In extreme cases, a shell acquisition can be reclassified as an unlawful capital
circumvention.

A common motivation for buying shell companies is access to an existing Swiss bank
relationship. Many founders believe that this solves the hardest part of entering
Switzerland.
In reality, this is one of the most fragile assumptions.
Swiss banks are required to perform strict Know Your Customer (KYC) and Anti-Money
Laundering (AML) checks whenever there is a change in ownership or management. A
shell company transaction is a red flag by default.
What often happens in practice:
the bank is informed about the shareholder change,
enhanced due diligence is triggered,
the new background is reviewed,
and the account is terminated.
From the bank’s perspective, a shell company with sudden new foreign owners, new
business purpose, and no operational track record is a high-risk structure. Even worse if
the transaction was marketed as a “ready-made company”.
Many clients end up with exactly the opposite of what they wanted: no company
registration and no bank account.

At Swiss Support, we regularly see entrepreneurs considering shell companies because
they want to:
avoid the share capital deposit,
skip formalities,
speed up market entry.
But this mindset reveals a deeper issue.
If someone cannot or does not want to invest the legally required capital, then the Swiss
market might not be the right first step. Switzerland is not a low-cost jurisdiction. It is a
premium business environment with:
high compliance standards,
strict financial transparency,
and sophisticated regulatory controls.

Trying to enter Switzerland through legal grey zones usually backfires – either through
administrative refusal, banking failure, or future liability.
In most real-world scenarios, a proper new formation is faster, cheaper, and legally safer
than any shell company deal.

It is important to be precise: the trade in shell companies is not explicitly illegal per se. But
it is clearly discouraged, heavily scrutinized, and surrounded by case law that makes it
unpredictable.
Swiss courts consistently emphasize substance over form. If a transaction attempts to
bypass mandatory rules, it will be treated as what it economically is – a new formation
without compliance.
This legal uncertainty alone makes shell companies unsuitable for serious entrepreneurs
who want stable structures, reliable banking, and long-term growth.

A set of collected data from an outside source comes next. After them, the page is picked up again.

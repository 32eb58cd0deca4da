//! Ambient span stack and scoped span guards.

use std::cell::RefCell;
use std::fmt;
use std::marker::PhantomData;
use std::sync::{Arc, Mutex};

use chrono::Utc;

use super::sink::{lock, SpanId, SpanRecord};
use super::Tracer;

thread_local! {
    static CURRENT: RefCell<Option<SpanScope>> = const { RefCell::new(None) };
}

/// Active-span stack for one logical execution context (one invocation).
///
/// A scope is only ambient while entered; [`ScopedStream`](super::ScopedStream)
/// enters it around every poll so concurrent invocations never observe each
/// other's spans as parents.
#[derive(Clone)]
pub struct SpanScope {
    inner: Arc<ScopeInner>,
}

struct ScopeInner {
    tracer: Tracer,
    stack: Mutex<Vec<SpanId>>,
}

impl fmt::Debug for SpanScope {
    fn fmt(&self, f: &mut fmt::Formatter<'_>) -> fmt::Result {
        f.debug_struct("SpanScope")
            .field("stack", &*lock(&self.inner.stack))
            .finish()
    }
}

impl SpanScope {
    pub fn new(tracer: Tracer) -> Self {
        Self {
            inner: Arc::new(ScopeInner {
                tracer,
                stack: Mutex::new(Vec::new()),
            }),
        }
    }

    /// The scope entered on this thread, if any.
    pub fn current() -> Option<SpanScope> {
        CURRENT
            .try_with(|current| current.borrow().clone())
            .ok()
            .flatten()
    }

    /// Make this scope ambient until the guard drops. Nests freely.
    pub fn enter(&self) -> ScopeGuard {
        let previous = CURRENT
            .try_with(|current| current.replace(Some(self.clone())))
            .ok()
            .flatten();
        ScopeGuard {
            previous,
            _not_send: PhantomData,
        }
    }

    pub fn tracer(&self) -> &Tracer {
        &self.inner.tracer
    }

    /// Innermost open span of this scope.
    pub fn active_span(&self) -> Option<SpanId> {
        lock(&self.inner.stack).last().copied()
    }

    pub fn depth(&self) -> usize {
        lock(&self.inner.stack).len()
    }

    /// Open a span as a child of the innermost open span and push it.
    pub fn start_span(&self, name: impl Into<String>) -> ScopedSpan {
        let record = {
            let mut stack = lock(&self.inner.stack);
            let record = SpanRecord {
                id: SpanId::next(),
                parent: stack.last().copied(),
                name: name.into(),
                start: Utc::now(),
                end: None,
            };
            stack.push(record.id);
            record
        };
        self.inner.tracer.sink().on_start(&record);
        ScopedSpan {
            scope: self.clone(),
            record,
            ended: false,
        }
    }

    fn pop(&self, span: &SpanRecord) {
        let mut stack = lock(&self.inner.stack);
        match stack.iter().rposition(|id| *id == span.id) {
            Some(index) if index + 1 == stack.len() => {
                stack.pop();
            }
            Some(index) => {
                tracing::warn!(
                    span = %span.name,
                    depth = stack.len(),
                    "span closed before its children"
                );
                stack.remove(index);
            }
            None => {}
        }
    }

    pub(super) fn same_tracer(&self, tracer: &Tracer) -> bool {
        self.inner.tracer.same_sink(tracer)
    }
}

/// Restores the previously ambient scope on drop.
#[must_use = "the scope is only ambient while the guard is alive"]
pub struct ScopeGuard {
    previous: Option<SpanScope>,
    _not_send: PhantomData<*const ()>,
}

impl Drop for ScopeGuard {
    fn drop(&mut self) {
        let previous = self.previous.take();
        let _ = CURRENT.try_with(|current| *current.borrow_mut() = previous);
    }
}

/// An open span. Ends exactly once: on [`ScopedSpan::end`] or on drop.
#[must_use = "the span ends as soon as the guard is dropped"]
pub struct ScopedSpan {
    scope: SpanScope,
    record: SpanRecord,
    ended: bool,
}

impl ScopedSpan {
    pub fn id(&self) -> SpanId {
        self.record.id
    }

    pub fn parent(&self) -> Option<SpanId> {
        self.record.parent
    }

    pub fn name(&self) -> &str {
        &self.record.name
    }

    /// End the span now instead of at scope exit.
    pub fn end(mut self) {
        self.finish();
    }

    fn finish(&mut self) {
        if self.ended {
            return;
        }
        self.ended = true;
        self.scope.pop(&self.record);
        self.record.end = Some(Utc::now());
        self.scope.tracer().sink().on_end(&self.record);
    }
}

impl fmt::Debug for ScopedSpan {
    fn fmt(&self, f: &mut fmt::Formatter<'_>) -> fmt::Result {
        f.debug_struct("ScopedSpan")
            .field("id", &self.record.id)
            .field("name", &self.record.name)
            .field("parent", &self.record.parent)
            .finish()
    }
}

impl Drop for ScopedSpan {
    fn drop(&mut self) {
        self.finish();
    }
}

The idea of buying a ready-made Swiss company sounds attractive in theory. In practice,
Mantelgesellschaften sit in a dangerous grey zone between corporate law, banking
regulation, and liability risks.
They combine:
refusal risk at the Commercial Register,
personal liability exposure (especially AHV),
empty balance sheets,
and unstable banking relationships.
What is marketed as a shortcut often becomes a structural weakness from day one.
For anyone serious about building a business in Switzerland, the conclusion is simple:
if you want Swiss quality, you must play by Swiss rules.
And if the minimum capital already feels like a burden, the real challenges of operating in
Switzerland have not even started yet.